Dr. Massie says, “In writing about her, I understood for the first time how her experience of losing loved ones to the Nazis had been passed on to her American son.

“But as a psychiatrist, I was drawn to Felice’s story because it shows so much resilience in the face of terrible emotional trauma. Her life dramatizes how just keeping on through days of having nothing but a belief that someday I will have something, can be a powerful survival tool.”

Could you please tell us a bit about your book?  The story? The characters?

Felice’s Worlds is the biography of the odyssey of a daughter of the 20th century whose life provides a window into some of the most important events in the political history of that age and the world of modern art. Raised in a Polish village near the Russian border, Felice was an escapee from the Nazis, a high-school political activist in Lithuania, a university student in France who lost her first love tragically, and a partisan for Arab-Jewish coexistence in Palestine. She arrived in America in 1937 penniless with one small suitcase, yet when she died she had amassed one of the most important collections of Abstract Expressionist art in the world.

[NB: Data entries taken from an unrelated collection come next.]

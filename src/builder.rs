use crate::adapter::{AdapterRegistry, DbAdapter, SeaOrmAdapter};
use crate::errors::FilterError;
use crate::filtering::QueryState;
use crate::metadata::{FieldMetadataCache, FilterModel};
use sea_orm::{QueryFilter, QuerySelect};
use std::sync::Arc;

/// Applies a request's [`QueryState`] to backend queries for a model.
///
/// Build one at startup and share it; it only holds read-only tables.
///
/// ```rust,ignore
/// let builder = QueryBuilder::<Select<content::Entity>>::sea_orm();
///
/// let mut state = QueryState::new(50);
/// state.parse_params(params)?;
/// let rows = builder
///     .build::<content::Model>(&state, content::Entity::find())?
///     .all(&db)
///     .await?;
/// ```
pub struct QueryBuilder<Q> {
    registry: Arc<AdapterRegistry<Q>>,
    cache: Option<Arc<FieldMetadataCache>>,
}

impl<Q> QueryBuilder<Q> {
    /// Builder over `registry`, resolving model metadata through the global cache.
    #[must_use]
    pub fn new(registry: AdapterRegistry<Q>) -> Self {
        Self {
            registry: Arc::new(registry),
            cache: None,
        }
    }

    #[must_use]
    pub fn for_adapter<A: DbAdapter<Query = Q>>() -> Self {
        Self::new(AdapterRegistry::for_adapter::<A>())
    }

    /// Resolve model metadata through `cache` instead of the global one.
    #[must_use]
    pub fn with_cache(mut self, cache: Arc<FieldMetadataCache>) -> Self {
        self.cache = Some(cache);
        self
    }

    #[must_use]
    pub fn registry(&self) -> &AdapterRegistry<Q> {
        &self.registry
    }

    #[must_use]
    pub fn cache(&self) -> &FieldMetadataCache {
        match self.cache.as_deref() {
            Some(cache) => cache,
            None => FieldMetadataCache::global(),
        }
    }

    /// Apply every filter of `state` that targets a filterable field of `M`,
    /// then the state's limit and offset.
    ///
    /// Fields are visited in declaration order. A field uses the first
    /// attribute parsed for its external parameter, and only that
    /// attribute's first value. Pagination applies even when `M` has no
    /// filterable fields.
    ///
    /// # Errors
    ///
    /// - [`FilterError::ModelMetadata`] when `M` can not be introspected
    /// - [`FilterError::Backend`] when a predicate or the pager fails
    pub fn build<M: FilterModel>(&self, state: &QueryState, query: Q) -> Result<Q, FilterError> {
        let metadata = self.cache().get_or_derive::<M>()?;

        let mut query = query;
        for field in metadata.fields() {
            let Some(attribute) = state.param(&field.external_param) else {
                continue;
            };

            if attribute.is_multi_valued() {
                tracing::debug!(
                    param = %field.external_param,
                    ignored = attribute.values().len() - 1,
                    "Only the first value of a multi-valued filter is applied"
                );
            }

            query = self.registry.run(
                &field.logical_type,
                attribute.operator(),
                &field.backend_field_name,
                attribute.first_value(),
                query,
                state,
            )?;
        }

        self.registry.paginate(query, state)
    }
}

impl<Q> QueryBuilder<Q>
where
    Q: QueryFilter + QuerySelect,
{
    /// Builder backed by [`SeaOrmAdapter`].
    #[must_use]
    pub fn sea_orm() -> Self {
        Self::for_adapter::<SeaOrmAdapter<Q>>()
    }
}

impl<Q> Clone for QueryBuilder<Q> {
    fn clone(&self) -> Self {
        Self {
            registry: Arc::clone(&self.registry),
            cache: self.cache.clone(),
        }
    }
}

impl<Q> std::fmt::Debug for QueryBuilder<Q> {
    fn fmt(&self, f: &mut std::fmt::Formatter<'_>) -> std::fmt::Result {
        f.debug_struct("QueryBuilder")
            .field("registry", &self.registry)
            .field("shared_cache", &self.cache.is_none())
            .finish_non_exhaustive()
    }
}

Felice Ozerovicz Massie was also my mother, and the book is my memoir of the stories she told me of her life. she regaled me with tales of her adventures crossing borders through ruses in her youth, how she became a part of the world of Abstract Expressionist Art in America, and her circle of psychoanalyst, artist, and writer friends, who appear in the book. She also shared with me the crushing experience of the loss of members of her family in the Holocaust. What appealed to me most as a psychiatrist and author about Felice’s life–what drove me to write about it–was her boldness and resilience in the face of emotional trauma. She had the ability, in her words, “to keep on going, put one foot before the other through days of having nothing but the belief that someday I will have something.”

How did you come up with the title and how much say did you have on the cover design?

The publisher, Julie Smith of BooksBnimble, and I brainstormed endless variations of Felice, Felice’s Lives, the Holocaust, America, modern art, a woman’s journey, a mother’s journey, coming of age tale, Polish shtetl, village, and so forth. One day Julie announced, “You choose: Felice’s Lives or Felice’s Worlds.” Then we debated some more about the subtitle. For the cover I suggested a background using one of the paintings in Felice’s collection. Julie’s friend the mystery writer and artist Nevada Barr executed the cover, using the color and shading of a Mark Rothko painting from Felice’s collection for the background and superimposing the Star of David over it.

Do you have a favorite line or excerpt that you would like to share from your book?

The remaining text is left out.